Geography is a surprisingly strong predictor of food allergy risk. Populations living farthest from the equator, where sunlight is weaker and vitamin D production is lower, consistently show higher rates of food allergy. In the United States, prescriptions for epinephrine auto-injectors are two to four times higher in New England (8 to 12 per 1,000 people) than in southern states (about 3 per 1,000). Australian data shows the same gradient: more anaphylaxis hospitalizations in the southern state of Tasmania than in tropical North Queensland.

Vitamin D appears to be the link. In one study, infants with low vitamin D levels (at or below 50 nanomoles per liter) were 11 times more likely to develop peanut allergy, nearly 4 times more likely to develop egg allergy, and more than 10 times more likely to have multiple food allergies compared to infants with adequate levels. Birth season also matters, since babies born in months with less sunlight start life with lower vitamin D stores, and this has been associated with higher allergy risk later on. Vitamin D influences immune function by helping regulate inflammatory signaling, and lower levels appear to tip the balance toward the kind of immune responses that produce allergies.

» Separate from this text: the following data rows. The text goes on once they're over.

//! Result and match types for the ATS scoring pipeline

use serde::{Deserialize, Serialize};

/// Classification of a keyword, derived from the static keyword database.
///
/// Never stored anywhere - recomputed per keyword on demand.
#[derive(Debug, Clone, Copy, PartialEq, Eq, Hash, Serialize, Deserialize)]
#[serde(rename_all = "camelCase")]
pub enum KeywordCategory {
    Technical,
    SoftSkill,
    Qualification,
    JobFunction,
    Other,
}

#[derive(Debug, Clone, Copy, PartialEq, Eq, Serialize, Deserialize)]
#[serde(rename_all = "lowercase")]
pub enum MatchType {
    Exact,
    Partial,
    Semantic,
}

/// A single matched keyword. At most one match per distinct keyword survives
/// deduplication - the highest-scoring one wins.
#[derive(Debug, Clone, PartialEq, Serialize, Deserialize)]
pub struct KeywordMatch {
    pub keyword: String,
    pub match_type: MatchType,
    pub score: f64,
    pub section: Option<String>,
    /// Text snippet around the match location, purely diagnostic.
    pub context: Option<String>,
}

/// One contiguous region of resume text under a detected heading.
#[derive(Debug, Clone, PartialEq, Serialize, Deserialize)]
pub struct SectionInfo {
    pub name: String,
    pub content: String,
    /// Scales match scores found within this section, roughly [1.0, 1.7].
    pub multiplier: f64,
    /// Informational ranking (1-10), not used in scoring math.
    pub priority: u8,
}

/// Raw point contributions before conversion to a percentage.
#[derive(Debug, Clone, Default, PartialEq, Serialize, Deserialize)]
pub struct ScoreBreakdown {
    pub exact_matches: f64,
    pub partial_matches: f64,
    pub semantic_matches: f64,
    pub section_bonuses: f64,
    pub category_bonuses: f64,
}

/// Terminal output of the scoring pipeline.
#[derive(Debug, Clone, PartialEq, Serialize, Deserialize)]
pub struct EnhancedAtsScoreResult {
    /// Integer score, always clamped to [0, 100].
    pub score: u8,
    pub total_keywords: usize,
    /// Exact and semantic matches.
    pub matched_keywords: Vec<KeywordMatch>,
    /// Keywords with no match of any type.
    pub missing_keywords: Vec<String>,
    pub partial_matches: Vec<KeywordMatch>,
    pub recommendations: Vec<String>,
    pub breakdown: ScoreBreakdown,
    /// Unique matched keywords divided by total resume word count.
    pub keyword_density: f64,
    pub sections_detected: Vec<String>,
}

impl EnhancedAtsScoreResult {
    /// Sentinel for empty or missing input. Safe to render directly.
    pub fn empty(keywords: &[String]) -> Self {
        Self {
            score: 0,
            total_keywords: keywords.len(),
            matched_keywords: Vec::new(),
            missing_keywords: keywords.to_vec(),
            partial_matches: Vec::new(),
            recommendations: vec!["Please provide both resume content and keywords".to_string()],
            breakdown: ScoreBreakdown::default(),
            keyword_density: 0.0,
            sections_detected: Vec::new(),
        }
    }

    /// Sentinel carrying an internal error message. The pipeline never lets
    /// an error escape to the caller; it is absorbed into this shape.
    pub fn failure(keywords: &[String], message: &str) -> Self {
        let mut result = Self::empty(keywords);
        result.recommendations = vec![format!("Error calculating score: {}", message)];
        result
    }
}

/// Legacy flat result shape for backward-compatible callers.
#[derive(Debug, Clone, PartialEq, Serialize, Deserialize)]
pub struct AtsScoreResult {
    pub score: u8,
    pub total_keywords: usize,
    pub matched_keywords: Vec<String>,
    pub missing_keywords: Vec<String>,
    pub partial_matches: Vec<String>,
    pub recommendations: Vec<String>,
}

impl From<EnhancedAtsScoreResult> for AtsScoreResult {
    fn from(result: EnhancedAtsScoreResult) -> Self {
        Self {
            score: result.score,
            total_keywords: result.total_keywords,
            matched_keywords: result
                .matched_keywords
                .into_iter()
                .map(|m| m.keyword)
                .collect(),
            missing_keywords: result.missing_keywords,
            partial_matches: result
                .partial_matches
                .into_iter()
                .map(|m| m.keyword)
                .collect(),
            recommendations: result.recommendations,
        }
    }
}

#[cfg(test)]
mod tests {
    use super::*;

    #[test]
    fn test_empty_result() {
        let keywords = vec!["rust".to_string(), "python".to_string()];
        let result = EnhancedAtsScoreResult::empty(&keywords);

        assert_eq!(result.score, 0);
        assert_eq!(result.total_keywords, 2);
        assert_eq!(result.missing_keywords, keywords);
        assert!(result.matched_keywords.is_empty());
        assert!(!result.recommendations.is_empty());
    }

    #[test]
    fn test_failure_result_embeds_message() {
        let keywords = vec!["rust".to_string()];
        let result = EnhancedAtsScoreResult::failure(&keywords, "resume too complex");

        assert_eq!(result.score, 0);
        assert!(result.recommendations[0].contains("resume too complex"));
    }

    #[test]
    fn test_legacy_conversion_flattens_matches() {
        let mut enhanced = EnhancedAtsScoreResult::empty(&[]);
        enhanced.matched_keywords.push(KeywordMatch {
            keyword: "python".to_string(),
            match_type: MatchType::Exact,
            score: 1.0,
            section: Some("skills".to_string()),
            context: None,
        });
        enhanced.partial_matches.push(KeywordMatch {
            keyword: "kubernetes".to_string(),
            match_type: MatchType::Partial,
            score: 0.5,
            section: None,
            context: None,
        });
        enhanced.score = 42;

        let legacy: AtsScoreResult = enhanced.into();
        assert_eq!(legacy.score, 42);
        assert_eq!(legacy.matched_keywords, vec!["python"]);
        assert_eq!(legacy.partial_matches, vec!["kubernetes"]);
    }
}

The Nine Most Common Triggers

While over 160 foods can cause allergic reactions, nine are responsible for the vast majority. In the United States, these are milk, eggs, peanuts, tree nuts (such as almonds, walnuts, and pecans), wheat, soybeans, fish, shellfish (such as shrimp, crab, and lobster), and sesame. The first eight account for about 90% of all food allergic reactions. Sesame was added to the list in 2021 under the FASTER Act and is now a required allergen label on packaged foods.

Which allergens are most common varies by age. Milk and egg allergies are most prevalent in young children and are often outgrown. Peanut, tree nut, fish, and shellfish allergies tend to persist into adulthood. Sesame allergy is increasingly recognized and is more common in populations where sesame is a dietary staple.

Why Early Feeding Matters

For decades, parents were told to delay introducing allergenic foods to infants. That advice has been completely reversed. Current guidelines from the American Academy of Pediatrics recommend introducing peanut, egg, and other major food allergens at 4 to 6 months of age, regardless of whether the child has a family history of allergies or has been tested for food sensitivity.

This shift was driven largely by a landmark trial called LEAP, which showed that feeding peanut products to high-risk infants (those with severe eczema or egg allergy) dramatically reduced their likelihood of developing peanut allergy compared to avoiding peanut entirely. The logic aligns with the dual allergen exposure hypothesis: if the gut is the pathway to tolerance and the skin is the pathway to allergy, then getting food proteins into the gut early, before sensitization can occur through the skin, gives the immune system the right first impression. Waiting too long leaves a window where skin exposure, especially through eczema, can prime the immune system in the wrong direction.